┌─ Provided data

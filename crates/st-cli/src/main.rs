//! `st`: render a StringTemplate group/template against attributes
//! supplied on the command line, or dump a compiled template's bytecode.

mod attrs;
mod loader;

use std::process::ExitCode;

use clap::{Parser, Subcommand};
use st_lib::RenderOptions;

#[derive(Parser)]
#[command(name = "st", version, about = "Render or inspect StringTemplate groups")]
struct Cli {
    #[command(subcommand)]
    command: Command,
}

#[derive(Subcommand)]
enum Command {
    /// Render a template against attributes and print the result.
    Render(RenderArgs),
    /// Disassemble a compiled template's bytecode.
    Dump(DumpArgs),
}

#[derive(clap::Args)]
struct RenderArgs {
    /// Path to a `.stg` group file or a group directory.
    #[arg(long, value_name = "PATH")]
    group: std::path::PathBuf,

    /// Absolute template name, e.g. `/greeting`.
    #[arg(long)]
    template: String,

    /// An attribute binding: `name=value`, or `name=@file.json` to load a
    /// JSON value (object -> aggregate, array -> multi-valued list,
    /// scalar -> the scalar itself). Repeatable.
    #[arg(long = "attr", value_name = "NAME=VALUE")]
    attrs: Vec<String>,

    /// Wrap output at this column; omit for no wrapping.
    #[arg(long)]
    line_width: Option<usize>,
}

#[derive(clap::Args)]
struct DumpArgs {
    #[arg(long, value_name = "PATH")]
    group: std::path::PathBuf,

    #[arg(long)]
    template: String,

    /// Colorize the disassembly for a terminal.
    #[arg(long)]
    color: bool,
}

fn main() -> ExitCode {
    env_logger::init();
    let cli = Cli::parse();
    match cli.command {
        Command::Render(args) => run_render(args),
        Command::Dump(args) => run_dump(args),
    }
}

fn run_render(args: RenderArgs) -> ExitCode {
    let group = match loader::load_group(&args.group) {
        Ok(g) => g,
        Err(e) => return fail(&e),
    };
    let Some(st) = group.get_instance_of(&args.template) else {
        return fail(&format!("no such template: {}", args.template));
    };
    for raw in &args.attrs {
        if let Err(e) = attrs::apply_attr(&st, raw) {
            return fail(&e);
        }
    }
    let options = RenderOptions { locale: None, line_width: args.line_width };
    print!("{}", st.render_with(options));
    ExitCode::SUCCESS
}

fn run_dump(args: DumpArgs) -> ExitCode {
    let group = match loader::load_group(&args.group) {
        Ok(g) => g,
        Err(e) => return fail(&e),
    };
    let Some((compiled, _native)) = group.resolve(&args.template) else {
        return fail(&format!("no such template: {}", args.template));
    };
    let listing = st_bytecode::disassemble(&compiled.code, &compiled.strings, st_core::Colors::new(args.color));
    print!("{listing}");
    ExitCode::SUCCESS
}

fn fail(message: &str) -> ExitCode {
    log::error!("{message}");
    eprintln!("error: {message}");
    ExitCode::FAILURE
}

└─

Count lines, not occurrences. State how many lines of the entries contain the word "struct", and add nothing.

*Response for this exercise:* 3